Information provided:
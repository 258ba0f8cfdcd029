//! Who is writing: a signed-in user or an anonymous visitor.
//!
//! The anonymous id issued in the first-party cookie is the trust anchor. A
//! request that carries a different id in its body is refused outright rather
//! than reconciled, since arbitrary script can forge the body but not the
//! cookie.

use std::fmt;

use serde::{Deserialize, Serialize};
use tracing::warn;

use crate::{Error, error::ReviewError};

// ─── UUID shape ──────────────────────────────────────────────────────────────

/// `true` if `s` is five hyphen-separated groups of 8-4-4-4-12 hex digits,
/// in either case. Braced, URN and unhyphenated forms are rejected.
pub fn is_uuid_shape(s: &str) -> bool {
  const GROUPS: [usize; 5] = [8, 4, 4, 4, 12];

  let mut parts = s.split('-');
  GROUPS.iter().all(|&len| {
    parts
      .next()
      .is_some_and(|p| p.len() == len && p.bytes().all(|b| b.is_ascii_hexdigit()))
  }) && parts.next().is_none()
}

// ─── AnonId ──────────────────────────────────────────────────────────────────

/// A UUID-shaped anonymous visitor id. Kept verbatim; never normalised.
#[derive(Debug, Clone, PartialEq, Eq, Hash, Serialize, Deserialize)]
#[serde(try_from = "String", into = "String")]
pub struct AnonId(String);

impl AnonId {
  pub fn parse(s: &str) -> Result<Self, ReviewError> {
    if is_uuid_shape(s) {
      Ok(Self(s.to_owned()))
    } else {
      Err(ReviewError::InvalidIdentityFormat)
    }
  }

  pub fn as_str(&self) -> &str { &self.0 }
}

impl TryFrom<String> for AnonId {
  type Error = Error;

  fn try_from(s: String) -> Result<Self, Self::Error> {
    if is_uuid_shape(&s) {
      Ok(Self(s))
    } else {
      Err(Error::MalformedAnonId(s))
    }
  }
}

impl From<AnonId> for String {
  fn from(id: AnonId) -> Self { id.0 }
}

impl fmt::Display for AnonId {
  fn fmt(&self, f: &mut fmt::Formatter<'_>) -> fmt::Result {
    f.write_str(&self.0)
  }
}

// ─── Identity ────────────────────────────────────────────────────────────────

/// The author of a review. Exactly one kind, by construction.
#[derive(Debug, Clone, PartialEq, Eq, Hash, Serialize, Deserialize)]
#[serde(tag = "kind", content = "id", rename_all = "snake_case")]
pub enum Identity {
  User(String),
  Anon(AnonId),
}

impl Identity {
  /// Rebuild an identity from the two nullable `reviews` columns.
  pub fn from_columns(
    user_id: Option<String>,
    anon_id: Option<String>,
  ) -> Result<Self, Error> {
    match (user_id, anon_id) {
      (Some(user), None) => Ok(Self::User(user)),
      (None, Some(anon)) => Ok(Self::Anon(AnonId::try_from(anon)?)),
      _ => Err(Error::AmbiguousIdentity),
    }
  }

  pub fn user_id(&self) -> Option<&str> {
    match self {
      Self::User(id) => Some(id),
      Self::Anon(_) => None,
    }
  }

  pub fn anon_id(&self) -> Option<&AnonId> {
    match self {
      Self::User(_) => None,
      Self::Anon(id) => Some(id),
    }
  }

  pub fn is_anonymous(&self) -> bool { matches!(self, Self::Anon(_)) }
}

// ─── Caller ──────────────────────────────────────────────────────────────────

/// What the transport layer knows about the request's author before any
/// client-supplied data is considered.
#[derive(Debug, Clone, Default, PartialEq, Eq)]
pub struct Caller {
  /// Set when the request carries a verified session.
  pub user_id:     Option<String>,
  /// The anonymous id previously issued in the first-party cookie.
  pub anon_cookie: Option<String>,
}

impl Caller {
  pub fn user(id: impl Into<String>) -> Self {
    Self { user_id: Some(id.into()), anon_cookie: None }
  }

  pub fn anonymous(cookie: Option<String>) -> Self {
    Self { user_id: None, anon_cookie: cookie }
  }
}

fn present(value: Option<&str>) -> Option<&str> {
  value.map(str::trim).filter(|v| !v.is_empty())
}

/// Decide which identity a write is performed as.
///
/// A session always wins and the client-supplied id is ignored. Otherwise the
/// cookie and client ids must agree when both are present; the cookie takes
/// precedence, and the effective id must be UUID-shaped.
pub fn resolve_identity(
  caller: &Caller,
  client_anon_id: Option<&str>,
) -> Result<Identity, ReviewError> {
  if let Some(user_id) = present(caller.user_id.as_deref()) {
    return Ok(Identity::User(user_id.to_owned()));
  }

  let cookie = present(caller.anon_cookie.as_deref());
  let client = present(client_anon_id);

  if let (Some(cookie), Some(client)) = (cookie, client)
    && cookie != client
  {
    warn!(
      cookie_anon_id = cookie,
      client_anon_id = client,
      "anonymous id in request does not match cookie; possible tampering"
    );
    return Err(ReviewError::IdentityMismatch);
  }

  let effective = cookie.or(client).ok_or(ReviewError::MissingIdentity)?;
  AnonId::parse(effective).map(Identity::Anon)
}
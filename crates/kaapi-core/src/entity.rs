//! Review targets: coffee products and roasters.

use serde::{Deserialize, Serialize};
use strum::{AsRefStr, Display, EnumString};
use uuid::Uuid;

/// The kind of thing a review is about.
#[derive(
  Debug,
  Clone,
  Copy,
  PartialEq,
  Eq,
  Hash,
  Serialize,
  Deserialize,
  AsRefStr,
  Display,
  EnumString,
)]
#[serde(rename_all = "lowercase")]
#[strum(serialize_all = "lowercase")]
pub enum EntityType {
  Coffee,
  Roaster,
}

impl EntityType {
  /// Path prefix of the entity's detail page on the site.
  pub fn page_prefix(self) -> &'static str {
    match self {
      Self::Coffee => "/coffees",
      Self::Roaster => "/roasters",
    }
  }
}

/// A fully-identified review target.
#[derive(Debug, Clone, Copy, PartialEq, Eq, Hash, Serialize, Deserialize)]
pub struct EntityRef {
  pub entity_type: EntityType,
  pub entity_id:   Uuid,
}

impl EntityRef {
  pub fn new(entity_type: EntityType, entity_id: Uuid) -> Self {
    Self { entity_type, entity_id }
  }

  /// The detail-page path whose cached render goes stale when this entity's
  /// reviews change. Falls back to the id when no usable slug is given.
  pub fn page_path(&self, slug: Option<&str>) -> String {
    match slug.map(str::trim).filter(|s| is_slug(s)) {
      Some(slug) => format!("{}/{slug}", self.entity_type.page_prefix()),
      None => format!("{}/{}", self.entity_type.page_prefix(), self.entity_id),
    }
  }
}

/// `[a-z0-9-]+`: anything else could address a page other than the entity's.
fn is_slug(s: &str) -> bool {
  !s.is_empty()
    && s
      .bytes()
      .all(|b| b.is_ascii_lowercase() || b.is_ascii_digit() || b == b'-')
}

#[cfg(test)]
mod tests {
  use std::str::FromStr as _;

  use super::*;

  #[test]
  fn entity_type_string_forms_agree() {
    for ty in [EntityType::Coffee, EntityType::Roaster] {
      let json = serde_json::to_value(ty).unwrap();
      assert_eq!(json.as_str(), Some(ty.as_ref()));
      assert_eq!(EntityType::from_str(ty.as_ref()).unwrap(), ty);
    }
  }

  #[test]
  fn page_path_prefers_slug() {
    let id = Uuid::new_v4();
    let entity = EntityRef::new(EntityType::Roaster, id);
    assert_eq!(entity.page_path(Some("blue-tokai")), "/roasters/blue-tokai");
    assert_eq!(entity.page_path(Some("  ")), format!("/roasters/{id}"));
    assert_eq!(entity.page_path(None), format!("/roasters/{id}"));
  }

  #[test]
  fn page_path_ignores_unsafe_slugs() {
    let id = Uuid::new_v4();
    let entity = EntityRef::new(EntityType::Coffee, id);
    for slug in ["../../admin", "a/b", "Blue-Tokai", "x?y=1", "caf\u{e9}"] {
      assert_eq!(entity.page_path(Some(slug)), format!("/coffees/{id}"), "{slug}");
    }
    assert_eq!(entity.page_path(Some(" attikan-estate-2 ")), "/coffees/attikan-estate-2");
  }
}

Goal of the exercise: Set down the lines above exactly as written. Begin at the line containing "fn is_slug(s: &str)" and stop after the last line.

Task solution:
fn is_slug(s: &str) -> bool {
  !s.is_empty()
    && s
      .bytes()
      .all(|b| b.is_ascii_lowercase() || b.is_ascii_digit() || b == b'-')
}

#[cfg(test)]
mod tests {
  use std::str::FromStr as _;

  use super::*;

  #[test]
  fn entity_type_string_forms_agree() {
    for ty in [EntityType::Coffee, EntityType::Roaster] {
      let json = serde_json::to_value(ty).unwrap();
      assert_eq!(json.as_str(), Some(ty.as_ref()));
      assert_eq!(EntityType::from_str(ty.as_ref()).unwrap(), ty);
    }
  }

  #[test]
  fn page_path_prefers_slug() {
    let id = Uuid::new_v4();
    let entity = EntityRef::new(EntityType::Roaster, id);
    assert_eq!(entity.page_path(Some("blue-tokai")), "/roasters/blue-tokai");
    assert_eq!(entity.page_path(Some("  ")), format!("/roasters/{id}"));
    assert_eq!(entity.page_path(None), format!("/roasters/{id}"));
  }

  #[test]
  fn page_path_ignores_unsafe_slugs() {
    let id = Uuid::new_v4();
    let entity = EntityRef::new(EntityType::Coffee, id);
    for slug in ["../../admin", "a/b", "Blue-Tokai", "x?y=1", "caf\u{e9}"] {
      assert_eq!(entity.page_path(Some(slug)), format!("/coffees/{id}"), "{slug}");
    }
    assert_eq!(entity.page_path(Some(" attikan-estate-2 ")), "/coffees/attikan-estate-2");
  }
}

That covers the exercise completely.